Dynamic Pricing ist nicht nur was für Dienstleistungen, sondern auch für Produkte und den Laden: Digital unterstützte Preisetiketten, Electronic Shelf Labels (ESL), werden zentral gesteuert und sind jederzeit veränderbar. Der Preis am Regal kann morgens ein anderer sein als am Abend. Der Lebensmittelkonzern Rewe International und der Elektronikhändler Mediamarkt/Saturn setzen ESL bereits ein. Sind dies nur technologische Spielereien, die das Bestehende lediglich erweitern, oder bahnt sich hier etwas völlig Neues an?

Völlige Markt-Transparenz?

"Das läuft auf eine Flohmarktisierung von Preisen hinaus", sagt Dietmar Dahmen, Chief Innovation Officer in der Online-Agentur ecx.io und ein Spezialist für digitale Markenführung. "Es wird keine festen Preise mehr geben, weil durch die Digitalisierung viel mehr Informationen über einen viel größeren Zusammenhang in den Preis einfließen. Der Zusammenhang kann anders werden und der Preis auch." Aus seiner Sicht ist die Entwicklung zum einen nicht aufzuhalten und zum anderen für alle gut - den Anbieter wie den Kunden. "Wenn Sie jetzt denken, es geht darum, immer den maximalen Preis zu erzielen, dann liegen Sie falsch", sagt er.

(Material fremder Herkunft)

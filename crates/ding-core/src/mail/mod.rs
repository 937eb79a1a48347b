//! SMTP submission for failure/recovery notifications. When mail is
//! disabled in configuration, a fake client logs the message instead of
//! submitting it — notification-policy decisions and build status are
//! unaffected either way.

use lettre::message::header::ContentType;
use lettre::transport::smtp::authentication::Credentials;
use lettre::{Message, SmtpTransport, Transport};

use crate::config::MailConfig;
use crate::notify::MailDecision;

/// A single notification mail, fully rendered and ready to send.
pub struct Notification {
    pub to_name: String,
    pub to_email: String,
    pub subject: String,
    pub body: String,
}

/// Builds the notification body: the UI link, branch, last captured
/// output line, and error summary.
pub fn render(
    decision: MailDecision,
    base_url: &str,
    repo: &str,
    build_id: i64,
    branch: &str,
    last_line: Option<&str>,
    error_message: Option<&str>,
    to_name: &str,
    to_email: &str,
) -> Option<Notification> {
    let verb = match decision {
        MailDecision::None => return None,
        MailDecision::Failing => "failing",
        MailDecision::Resolved => "resolved",
    };

    let link = format!("{base_url}/#/repo/{repo}/build/{build_id}/");
    let mut body = format!("{repo} ({branch}) build {build_id} is {verb}.\n\n{link}\n");
    if let Some(line) = last_line {
        body.push_str(&format!("\nLast output line:\n{line}\n"));
    }
    if let Some(err) = error_message {
        body.push_str(&format!("\nError:\n{err}\n"));
    }

    Some(Notification {
        to_name: to_name.to_string(),
        to_email: to_email.to_string(),
        subject: format!("ding: {repo} ({branch}) {verb}"),
        body,
    })
}

/// Submits a notification mail. Submission is synchronous, but failures
/// never propagate into build status — they are only logged.
pub async fn send(config: &MailConfig, notification: Notification) {
    if !config.enabled {
        tracing::info!(
            to = %notification.to_email,
            subject = %notification.subject,
            "mail disabled; logging notification instead of sending"
        );
        return;
    }

    let result = send_via_smtp(config, &notification);
    if let Err(e) = result {
        tracing::warn!(error = %e, to = %notification.to_email, "failed to submit notification mail");
    }
}

fn send_via_smtp(config: &MailConfig, notification: &Notification) -> Result<(), String> {
    let from = if config.from_name.is_empty() {
        config.from.clone()
    } else {
        format!("{} <{}>", config.from_name, config.from)
    };

    let mut builder = Message::builder()
        .from(from.parse().map_err(|e| format!("invalid from address: {e}"))?)
        .to(format!("{} <{}>", notification.to_name, notification.to_email)
            .parse()
            .map_err(|e| format!("invalid to address: {e}"))?)
        .subject(&notification.subject)
        .header(ContentType::TEXT_PLAIN);

    if let Some(reply_to) = &config.reply_to {
        builder = builder
            .reply_to(reply_to.parse().map_err(|e| format!("invalid reply-to: {e}"))?);
    }

    let email = builder
        .body(notification.body.clone())
        .map_err(|e| e.to_string())?;

    let mut transport_builder = if config.smtp_tls {
        SmtpTransport::relay(&config.smtp_host).map_err(|e| e.to_string())?
    } else {
        SmtpTransport::builder_dangerous(&config.smtp_host)
    }
    .port(config.smtp_port);

    if !config.smtp_username.is_empty() {
        transport_builder = transport_builder.credentials(Credentials::new(
            config.smtp_username.clone(),
            config.smtp_password.clone(),
        ));
    }

    let transport = transport_builder.build();
    transport.send(&email).map_err(|e| e.to_string())?;
    Ok(())
}

#[cfg(test)]
mod tests {
    use super::*;

    #[test]
    fn none_decision_renders_nothing() {
        assert!(render(
            MailDecision::None,
            "http://localhost",
            "demo",
            1,
            "main",
            None,
            None,
            "ops",
            "ops@example.com"
        )
        .is_none());
    }

    #[test]
    fn failing_decision_includes_last_line_and_error() {
        let notification = render(
            MailDecision::Failing,
            "http://localhost",
            "demo",
            7,
            "main",
            Some("exit status 1"),
            Some("build step failed"),
            "ops",
            "ops@example.com",
        )
        .unwrap();
        assert!(notification.subject.contains("failing"));
        assert!(notification.body.contains("exit status 1"));
        assert!(notification.body.contains("build step failed"));
        assert!(notification.body.contains("/#/repo/demo/build/7/"));
    }

    #[tokio::test]
    async fn disabled_config_never_attempts_smtp() {
        let config = MailConfig {
            enabled: false,
            ..Default::default()
        };
        let notification = Notification {
            to_name: "ops".to_string(),
            to_email: "ops@example.com".to_string(),
            subject: "test".to_string(),
            body: "test".to_string(),
        };
        send(&config, notification).await;
    }
}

Der Sinn und damit der Nutzen von Smart Pricing besteht aus Dahmens Sicht in vollständiger Markt-Transparenz - eigentlich eine Utopie der Wirtschaftswissenschaften. Das Ziel ist der optimale Preis, nicht der maximale. Dahmen nimmt ein Beispiel aus der Logistik: "Wenn ich durch die Sensoren im Kühlraum des Lkw weiß, die Fuhre Erdbeeren wird nicht mehr frisch sein, wenn sie am Ziel ankommt, kann ich sie zu einem früheren Zeitpunkt und an einem anderen Ort günstiger verkaufen."

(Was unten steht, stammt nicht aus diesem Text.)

//! Root/worker IPC: message framing, descriptor passing, and
//! validation shared by both sides of the control socket.

pub mod fd_passing;
pub mod msg;
#[cfg(unix)]
pub mod root;
pub mod transport;

pub use msg::{Msg, MsgKind};
pub use transport::{BuildHandles, InProcessTransport, IpcTransport, SocketTransport};

use crate::error::{DingError, Result};

/// Checks that `path` resolves inside `root` and contains no `..` segment,
/// as the root process requires before acting on a request.
pub fn validate_contained_path(root: &std::path::Path, path: &std::path::Path) -> Result<()> {
    if path.components().any(|c| c.as_os_str() == "..") {
        return Err(DingError::PathEscape(format!(
            "{} contains a '..' segment",
            path.display()
        )));
    }
    if !path.starts_with(root) {
        return Err(DingError::PathEscape(format!(
            "{} is not contained within {}",
            path.display(),
            root.display()
        )));
    }
    Ok(())
}

/// Checks that `uid` falls within the configured per-build identity range,
/// excluding the identity reserved for the worker itself.
pub fn validate_uid_range(uid: u32, uid_start: u32, uid_end: u32, ding_uid: u32) -> Result<()> {
    if uid == ding_uid {
        return Err(DingError::RootProcess(format!(
            "uid {uid} is reserved for the worker process"
        )));
    }
    if uid < uid_start || uid >= uid_end {
        return Err(DingError::RootProcess(format!(
            "uid {uid} is outside the configured range [{uid_start}, {uid_end})"
        )));
    }
    Ok(())
}

#[cfg(test)]
mod tests {
    use super::*;
    use std::path::Path;

    #[test]
    fn rejects_dotdot_segment() {
        let root = Path::new("/data/build");
        let path = Path::new("/data/build/../etc/passwd");
        assert!(validate_contained_path(root, path).is_err());
    }

    #[test]
    fn accepts_contained_path() {
        let root = Path::new("/data/build");
        let path = Path::new("/data/build/demo/1");
        assert!(validate_contained_path(root, path).is_ok());
    }

    #[test]
    fn rejects_path_outside_root() {
        let root = Path::new("/data/build");
        let path = Path::new("/home/other");
        assert!(validate_contained_path(root, path).is_err());
    }

    #[test]
    fn uid_range_excludes_reserved_identity() {
        assert!(validate_uid_range(1000, 1000, 1010, 1000).is_err());
    }

    #[test]
    fn uid_range_rejects_out_of_bounds() {
        assert!(validate_uid_range(2000, 1000, 1010, 999).is_err());
        assert!(validate_uid_range(1005, 1000, 1010, 999).is_ok());
    }
}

Smart Pricing ist in der Dahmenschen Perspektive das letzte Glied in einer Kette der optimierten Wertschöpfung. Der Preis bildet ab, was der Algorithmus für relevant hält und daher einberechnet: den Lagerbestand, die Saison, die Aktionen der Konkurrenz, den globalen Rohstoffmarkt, Suchanfragen bei Google... Was Relevanz hat, ist je nach Branche und Produkt oder Dienstleistung verschieden. Smart Pricing kann helfen, Abfall zu vermeiden, indem das Gemüse vor Ladenschluss verbilligt wird, oder Verkehrsflüsse steuern, indem öffentliche Verkehrsmittel zu Stoßzeiten günstiger sind. MediaMarkt/Saturn reagiert mit den ESL auf den starken Wettbewerb in der Elektronikbranche: Geht die Konkurrenz mit dem Preis für Oled-Fernseher runter, muss MediaMarkt/Saturn nachziehen, damit der Kunde nicht zum nächsten Anbieter geht. Die Supermarktkette Billa hält mit den digitalen Preisauszeichnungen seine Best-Preis-Garantie up-to-date. Für den Konzern sind digitale Preise eine Zukunftstechnologie: "Wir beobachten die Entwicklungen sehr genau", sagt Rewe-Sprecherin Ines Schurin. Im Merkur Minimarkt am Westbahnhof Wien sind ESL bereits im Einsatz.

Shoppen in der Preisblase

Konsumentenschützer wie Daniela Zimmer von der Arbeiterkammer Wien sehen die Entwicklungen skeptisch. Nicht etwa aus Optimierungsangst, sondern weil das Prinzip Big Data, das hinter den smarten Preisen steht, auch individualisierte Preise erlaubt: "Das führt zu absoluter Intransparenz, denn ich kenne als Konsument den Marktpreis ja nicht, sondern werde willkürlich in eine Preisklasse hineingeworfen", sagt Zimmer. Die Bildung von Preisklassen ist in größerem Maßstab derzeit nur online möglich. So hatte das Buchungsservice "Orbitz" vor zwei Jahren negative Publicity, weil es Apple-Usern in der Annahme, ihnen sei Komfort wichtiger als der Preis, zuerst die teureren Suiten angeboten hatte.

Das Prinzip der Preisklassen kann via Kundenkarte und digital verstärktem Shop auch in die Welt des stationären Handels Eingang finden. Wie damit konsumentenrechtlich umzugehen ist, ist offen. Auch ist die Frage, ob man überhaupt merkt, dass man in einer Preisblase shoppt. Heute sind zum Beispiel alternative Suchergebnisse noch sichtbar, wenn auch weiter unten. Die fortschreitende Monopolisierung im Handel, Stichwort Amazon, und bei den digitalen Diensten, Stichwort Google, allerdings lässt diese Transparenz zunehmend schwinden. Dahmen hat auch darauf eine optimistische Antwort: "Im Kapitalismus ist das normalerweise so: Wenn einer zu mächtig wird, dann wird jemand eine Gegenmaßnahme entwickeln, wenn sich damit Geld verdienen lässt. Also gibt es dann eine App, die Amazon knackt."